*Exercise*: Two lines mark the range in the entries below: the one holding "use crate::application::blog_service::BlogService;" and the one holding "pub(crate) struct AppState". Set down those two and all lines between them, exactly.

** Extracted material follows **

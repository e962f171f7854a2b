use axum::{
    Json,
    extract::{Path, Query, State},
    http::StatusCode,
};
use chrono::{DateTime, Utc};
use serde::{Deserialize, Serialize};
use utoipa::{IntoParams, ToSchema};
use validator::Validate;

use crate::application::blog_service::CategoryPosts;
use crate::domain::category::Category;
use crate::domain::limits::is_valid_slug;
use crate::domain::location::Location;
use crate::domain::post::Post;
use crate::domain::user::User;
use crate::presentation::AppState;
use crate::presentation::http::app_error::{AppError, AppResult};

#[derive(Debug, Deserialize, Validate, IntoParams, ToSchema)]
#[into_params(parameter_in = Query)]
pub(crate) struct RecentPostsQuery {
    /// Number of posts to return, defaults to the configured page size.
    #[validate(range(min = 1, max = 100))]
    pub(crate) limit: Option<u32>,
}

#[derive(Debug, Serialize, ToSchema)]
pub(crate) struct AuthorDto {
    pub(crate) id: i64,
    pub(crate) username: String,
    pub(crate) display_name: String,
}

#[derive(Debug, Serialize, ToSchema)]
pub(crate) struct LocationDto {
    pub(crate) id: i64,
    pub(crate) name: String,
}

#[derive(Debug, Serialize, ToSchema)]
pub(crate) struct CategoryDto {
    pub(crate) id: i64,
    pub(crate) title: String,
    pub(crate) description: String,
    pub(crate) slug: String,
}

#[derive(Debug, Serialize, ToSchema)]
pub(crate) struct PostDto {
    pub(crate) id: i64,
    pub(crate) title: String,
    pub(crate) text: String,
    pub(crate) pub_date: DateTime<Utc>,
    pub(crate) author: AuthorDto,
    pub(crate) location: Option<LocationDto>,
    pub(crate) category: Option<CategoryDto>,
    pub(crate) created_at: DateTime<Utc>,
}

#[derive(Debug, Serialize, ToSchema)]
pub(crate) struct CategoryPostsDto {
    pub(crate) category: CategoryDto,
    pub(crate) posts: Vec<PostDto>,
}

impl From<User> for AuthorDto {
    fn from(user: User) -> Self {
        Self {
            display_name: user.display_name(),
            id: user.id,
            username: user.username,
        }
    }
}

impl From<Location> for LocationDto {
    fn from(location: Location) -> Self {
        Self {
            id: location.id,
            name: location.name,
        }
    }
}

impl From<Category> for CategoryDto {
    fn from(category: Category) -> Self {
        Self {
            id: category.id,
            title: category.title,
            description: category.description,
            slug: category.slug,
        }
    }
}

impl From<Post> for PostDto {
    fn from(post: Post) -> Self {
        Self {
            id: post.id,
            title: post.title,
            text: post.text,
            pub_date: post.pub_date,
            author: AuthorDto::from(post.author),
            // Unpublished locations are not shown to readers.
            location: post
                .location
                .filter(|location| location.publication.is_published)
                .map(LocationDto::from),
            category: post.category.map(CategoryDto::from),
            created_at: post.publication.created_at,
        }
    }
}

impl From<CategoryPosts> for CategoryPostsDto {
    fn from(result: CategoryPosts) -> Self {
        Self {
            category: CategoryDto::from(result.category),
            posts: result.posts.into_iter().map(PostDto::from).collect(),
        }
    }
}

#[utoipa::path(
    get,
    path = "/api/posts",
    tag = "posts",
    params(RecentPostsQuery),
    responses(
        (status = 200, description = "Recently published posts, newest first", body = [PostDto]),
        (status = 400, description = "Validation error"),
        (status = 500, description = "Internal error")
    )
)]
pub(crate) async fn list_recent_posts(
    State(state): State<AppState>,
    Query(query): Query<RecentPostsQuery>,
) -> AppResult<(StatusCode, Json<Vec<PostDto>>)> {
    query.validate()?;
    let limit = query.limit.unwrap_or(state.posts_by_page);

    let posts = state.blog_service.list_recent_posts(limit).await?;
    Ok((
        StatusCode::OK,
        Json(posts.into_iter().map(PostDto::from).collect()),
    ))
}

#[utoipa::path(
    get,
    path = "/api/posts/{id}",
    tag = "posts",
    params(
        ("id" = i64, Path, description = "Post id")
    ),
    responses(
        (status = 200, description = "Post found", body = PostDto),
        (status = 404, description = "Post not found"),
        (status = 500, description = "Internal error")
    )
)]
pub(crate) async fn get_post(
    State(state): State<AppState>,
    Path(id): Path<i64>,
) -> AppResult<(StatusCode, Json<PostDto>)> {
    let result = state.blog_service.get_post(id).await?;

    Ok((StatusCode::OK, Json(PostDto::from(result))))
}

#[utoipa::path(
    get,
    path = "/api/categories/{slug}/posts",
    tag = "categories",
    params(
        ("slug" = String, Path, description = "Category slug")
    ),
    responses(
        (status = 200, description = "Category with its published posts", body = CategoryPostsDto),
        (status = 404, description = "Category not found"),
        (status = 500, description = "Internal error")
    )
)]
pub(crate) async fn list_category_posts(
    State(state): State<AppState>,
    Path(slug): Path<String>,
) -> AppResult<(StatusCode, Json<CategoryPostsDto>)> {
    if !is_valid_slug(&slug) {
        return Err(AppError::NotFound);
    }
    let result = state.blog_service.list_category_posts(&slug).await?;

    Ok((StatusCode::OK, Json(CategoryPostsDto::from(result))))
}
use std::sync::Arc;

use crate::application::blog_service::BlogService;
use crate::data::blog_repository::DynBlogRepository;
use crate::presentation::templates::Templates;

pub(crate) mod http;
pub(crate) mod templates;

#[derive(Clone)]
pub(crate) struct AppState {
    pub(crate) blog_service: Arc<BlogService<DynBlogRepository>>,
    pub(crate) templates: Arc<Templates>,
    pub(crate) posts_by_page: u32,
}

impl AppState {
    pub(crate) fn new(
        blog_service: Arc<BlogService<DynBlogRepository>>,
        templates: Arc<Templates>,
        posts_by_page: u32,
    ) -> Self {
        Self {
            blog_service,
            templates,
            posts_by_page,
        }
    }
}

** End of Extracted material **

*Written solution*:
use crate::application::blog_service::BlogService;
use crate::data::blog_repository::DynBlogRepository;
use crate::presentation::templates::Templates;

pub(crate) mod http;
pub(crate) mod templates;

#[derive(Clone)]
pub(crate) struct AppState {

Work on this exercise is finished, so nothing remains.